:: TASK PROMPT ::
Set down exactly the first line of the entries and every line after it, through the line with "pub const ENV_TIMEOUT_SECONDS: &str".

Stored data
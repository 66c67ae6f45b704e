use crate::utils::error::{HarnessError, Result};
use crate::utils::validation::{self, Validate};
use regex::Regex;
use serde::{Deserialize, Serialize};
use std::path::Path;

pub const DEFAULT_BASE_URL: &str = "https://petstore.swagger.io/v2";
pub const DEFAULT_TIMEOUT_SECONDS: u64 = 30;

pub const ENV_BASE_URL: &str = "API_BASE_URL";
pub const ENV_TOKEN: &str = "API_TOKEN";
pub const ENV_TIMEOUT_SECONDS: &str = "API_TIMEOUT_SECONDS";

#[derive(Debug, Clone, PartialEq, Eq, Serialize, Deserialize)]
#[serde(default)]
pub struct HarnessConfig {
    pub base_url: String,
    pub token: Option<String>,
    pub timeout_seconds: u64,
    pub user_agent: Option<String>,
}

impl Default for HarnessConfig {
    fn default() -> Self {
        Self {
            base_url: DEFAULT_BASE_URL.to_string(),
            token: None,
            timeout_seconds: DEFAULT_TIMEOUT_SECONDS,
            user_agent: None,
        }
    }
}

impl HarnessConfig {
    /// Defaults overridden by whatever `API_*` variables are set.
    pub fn from_env() -> Result<Self> {
        Self::default().with_env_overrides(|key| std::env::var(key).ok())
    }

    /// Load a TOML file, expanding `${VAR}` references first.
    pub fn from_file<P: AsRef<Path>>(path: P) -> Result<Self> {
        let content = std::fs::read_to_string(&path)?;
        Self::from_toml_str(&content)
    }

    pub fn from_toml_str(content: &str) -> Result<Self> {
        let processed = substitute_env_vars(content, |key| std::env::var(key).ok())?;

        toml::from_str(&processed).map_err(|e| HarnessError::Config {
            message: format!("TOML parsing error: {}", e),
        })
    }

    /// Apply environment overrides read through `lookup`. Empty values are
    /// treated as unset.
    pub fn with_env_overrides<F>(mut self, lookup: F) -> Result<Self>
    where
        F: Fn(&str) -> Option<String>,
    {
        let lookup = |key: &str| lookup(key).filter(|v| !v.trim().is_empty());

        if let Some(base_url) = lookup(ENV_BASE_URL) {
            self.base_url = base_url;
        }
        if let Some(token) = lookup(ENV_TOKEN) {
            self.token = Some(token);
        }
        if let Some(timeout) = lookup(ENV_TIMEOUT_SECONDS) {
            self.timeout_seconds =
                timeout
                    .trim()
                    .parse()
                    .map_err(|_| HarnessError::InvalidConfigValue {
                        field: ENV_TIMEOUT_SECONDS.to_string(),
                        value: timeout.clone(),
                        reason: "expected a whole number of seconds".to_string(),
                    })?;
        }

        Ok(self)
    }
}

impl Validate for HarnessConfig {
    fn validate(&self) -> Result<()> {
        validation::validate_url("base_url", &self.base_url)?;
        validation::validate_range("timeout_seconds", self.timeout_seconds, 1, 600)?;
        if let Some(token) = &self.token {
            validation::validate_non_empty_string("token", token)?;
        }
        Ok(())
    }
}

fn substitute_env_vars<F>(content: &str, lookup: F) -> Result<String>
where
    F: Fn(&str) -> Option<String>,
{
    let re = Regex::new(r"\$\{([^}]+)\}").map_err(|e| HarnessError::Config {
        message: format!("invalid substitution pattern: {}", e),
    })?;

    let result = re.replace_all(content, |caps: &regex::Captures| {
        let var_name = &caps[1];
        lookup(var_name).unwrap_or_else(|| format!("${{{}}}", var_name))
    });

    Ok(result.to_string())
}
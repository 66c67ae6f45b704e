use crate::core::client::ApiClient;
use crate::domain::builder::DataBuilder;
use crate::domain::model::{ApiMessage, Pet, PetStatus, User};
use crate::utils::error::{HarnessError, Result};

#[derive(Debug, Clone)]
pub struct PetLifecycle {
    pub created: Pet,
    pub updated: Pet,
    pub fetched: Pet,
}

#[derive(Debug, Clone)]
pub struct UserLifecycle {
    pub created: ApiMessage,
    pub login: ApiMessage,
    pub fetched: User,
}

/// Create the builder's pet, mark it sold, read it back and delete it.
pub async fn pet_lifecycle(client: &ApiClient, builder: DataBuilder) -> Result<PetLifecycle> {
    let pet = builder.build_pet();
    tracing::info!("🐾 Creating pet '{}' ({})", pet.name, pet.status);
    let created: Pet = client.post("/pet", &pet).await?;

    let id = created.id.ok_or_else(|| HarnessError::Scenario {
        message: format!("created pet '{}' came back without an id", created.name),
    })?;

    let update = builder
        .with_pet_id(id)
        .update_pet_status(PetStatus::Sold)
        .build_pet();
    tracing::info!("🐾 Updating pet {} to {}", id, update.status);
    let updated: Pet = client.put("/pet", &update).await?;

    let fetched: Pet = client.get(&format!("/pet/{}", id), &[]).await?;

    tracing::info!("🐾 Deleting pet {}", id);
    client.delete(&format!("/pet/{}", id)).await?;

    Ok(PetLifecycle {
        created,
        updated,
        fetched,
    })
}

/// Register the builder's user, log in with it, read it back and delete it.
pub async fn user_lifecycle(client: &ApiClient, builder: DataBuilder) -> Result<UserLifecycle> {
    let user = builder.build_user();
    tracing::info!("👤 Creating user '{}'", user.username);
    let created: ApiMessage = client.post("/user", &user).await?;

    let login: ApiMessage = client
        .get(
            "/user/login",
            &[
                ("username", user.username.as_str()),
                ("password", user.password.as_str()),
            ],
        )
        .await?;

    let user_path = format!("/user/{}", user.username);
    let fetched: User = client.get(&user_path, &[]).await?;

    tracing::info!("👤 Deleting user '{}'", user.username);
    client.delete(&user_path).await?;

    Ok(UserLifecycle {
        created,
        login,
        fetched,
    })
}

pub async fn find_pets_by_status(client: &ApiClient, status: PetStatus) -> Result<Vec<Pet>> {
    let pets: Vec<Pet> = client
        .get("/pet/findByStatus", &[("status", status.as_str())])
        .await?;
    tracing::info!("🔎 Found {} pets with status {}", pets.len(), status);
    Ok(pets)
}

:: ANSWER TO THE EXERCISE ::
repository 66c67ae6f45b704e
use crate::utils::error::{HarnessError, Result};
use crate::utils::validation::{self, Validate};
use regex::Regex;
use serde::{Deserialize, Serialize};
use std::path::Path;

pub const DEFAULT_BASE_URL: &str = "https://petstore.swagger.io/v2";
pub const DEFAULT_TIMEOUT_SECONDS: u64 = 30;

pub const ENV_BASE_URL: &str = "API_BASE_URL";
pub const ENV_TOKEN: &str = "API_TOKEN";
pub const ENV_TIMEOUT_SECONDS: &str = "API_TIMEOUT_SECONDS";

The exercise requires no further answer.